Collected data
=== Begin Enclosure ===

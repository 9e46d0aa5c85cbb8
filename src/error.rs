//! API 错误类型

use crate::aniskip::AniskipError;
use crate::extract::ExtractError;
use crate::http_client::HttpClientError;
use crate::movie_page::MoviePageError;
use crate::tabs::TabError;
use axum::http::StatusCode;
use axum::response::{IntoResponse, Response};
use axum::Json;
use serde_json::json;
use thiserror::Error;
use tracing::warn;

#[derive(Debug, Error)]
pub enum AppError {
    #[error("{0}")]
    BadRequest(String),
    #[error(transparent)]
    Tab(#[from] TabError),
    #[error(transparent)]
    Extract(#[from] ExtractError),
    #[error(transparent)]
    Upstream(#[from] HttpClientError),
    #[error(transparent)]
    Aniskip(#[from] AniskipError),
    #[error(transparent)]
    MoviePage(#[from] MoviePageError),
    #[error("JSON 序列化失败: {0}")]
    Json(#[from] serde_json::Error),
    #[error(transparent)]
    Internal(#[from] anyhow::Error),
}

impl AppError {
    pub fn status(&self) -> StatusCode {
        match self {
            AppError::BadRequest(_) | AppError::Extract(_) | AppError::MoviePage(_) => {
                StatusCode::BAD_REQUEST
            }
            AppError::Tab(TabError::InvalidRow(_)) => StatusCode::BAD_REQUEST,
            AppError::Tab(_) => StatusCode::NOT_FOUND,
            AppError::Upstream(e) if e.is_not_found() => StatusCode::NOT_FOUND,
            AppError::Upstream(_) => StatusCode::BAD_GATEWAY,
            AppError::Aniskip(AniskipError::NotFound) => StatusCode::NOT_FOUND,
            AppError::Aniskip(AniskipError::Http(e)) if e.is_not_found() => StatusCode::NOT_FOUND,
            AppError::Aniskip(AniskipError::Http(_)) => StatusCode::BAD_GATEWAY,
            AppError::Aniskip(_) => StatusCode::BAD_REQUEST,
            AppError::Json(_) | AppError::Internal(_) => StatusCode::INTERNAL_SERVER_ERROR,
        }
    }
}

impl IntoResponse for AppError {
    fn into_response(self) -> Response {
        let status = self.status();
        if status.is_server_error() {
            warn!("请求失败 ({}): {}", status, self);
        }
        (status, Json(json!({"error": self.to_string()}))).into_response()
    }
}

=== End Enclosure ===

ASSIGNED TASK: Exactly as written, transcribe every line shown above.

WRITTEN RESPONSE:
repository 9e46d0aa5c85cbb8
filename src/error.rs
//! API 错误类型

use crate::aniskip::AniskipError;
use crate::extract::ExtractError;
use crate::http_client::HttpClientError;
use crate::movie_page::MoviePageError;
use crate::tabs::TabError;
use axum::http::StatusCode;
use axum::response::{IntoResponse, Response};
use axum::Json;
use serde_json::json;
use thiserror::Error;
use tracing::warn;

#[derive(Debug, Error)]
pub enum AppError {
    #[error("{0}")]
    BadRequest(String),
    #[error(transparent)]
    Tab(#[from] TabError),
    #[error(transparent)]
    Extract(#[from] ExtractError),
    #[error(transparent)]
    Upstream(#[from] HttpClientError),
    #[error(transparent)]
    Aniskip(#[from] AniskipError),
    #[error(transparent)]
    MoviePage(#[from] MoviePageError),
    #[error("JSON 序列化失败: {0}")]
    Json(#[from] serde_json::Error),
    #[error(transparent)]
    Internal(#[from] anyhow::Error),
}

impl AppError {
    pub fn status(&self) -> StatusCode {
        match self {
            AppError::BadRequest(_) | AppError::Extract(_) | AppError::MoviePage(_) => {
                StatusCode::BAD_REQUEST
            }
            AppError::Tab(TabError::InvalidRow(_)) => StatusCode::BAD_REQUEST,
            AppError::Tab(_) => StatusCode::NOT_FOUND,
            AppError::Upstream(e) if e.is_not_found() => StatusCode::NOT_FOUND,
            AppError::Upstream(_) => StatusCode::BAD_GATEWAY,
            AppError::Aniskip(AniskipError::NotFound) => StatusCode::NOT_FOUND,
            AppError::Aniskip(AniskipError::Http(e)) if e.is_not_found() => StatusCode::NOT_FOUND,
            AppError::Aniskip(AniskipError::Http(_)) => StatusCode::BAD_GATEWAY,
            AppError::Aniskip(_) => StatusCode::BAD_REQUEST,
            AppError::Json(_) | AppError::Internal(_) => StatusCode::INTERNAL_SERVER_ERROR,
        }
    }
}

impl IntoResponse for AppError {
    fn into_response(self) -> Response {
        let status = self.status();
        if status.is_server_error() {
            warn!("请求失败 ({}): {}", status, self);
        }
        (status, Json(json!({"error": self.to_string()}))).into_response()
    }
}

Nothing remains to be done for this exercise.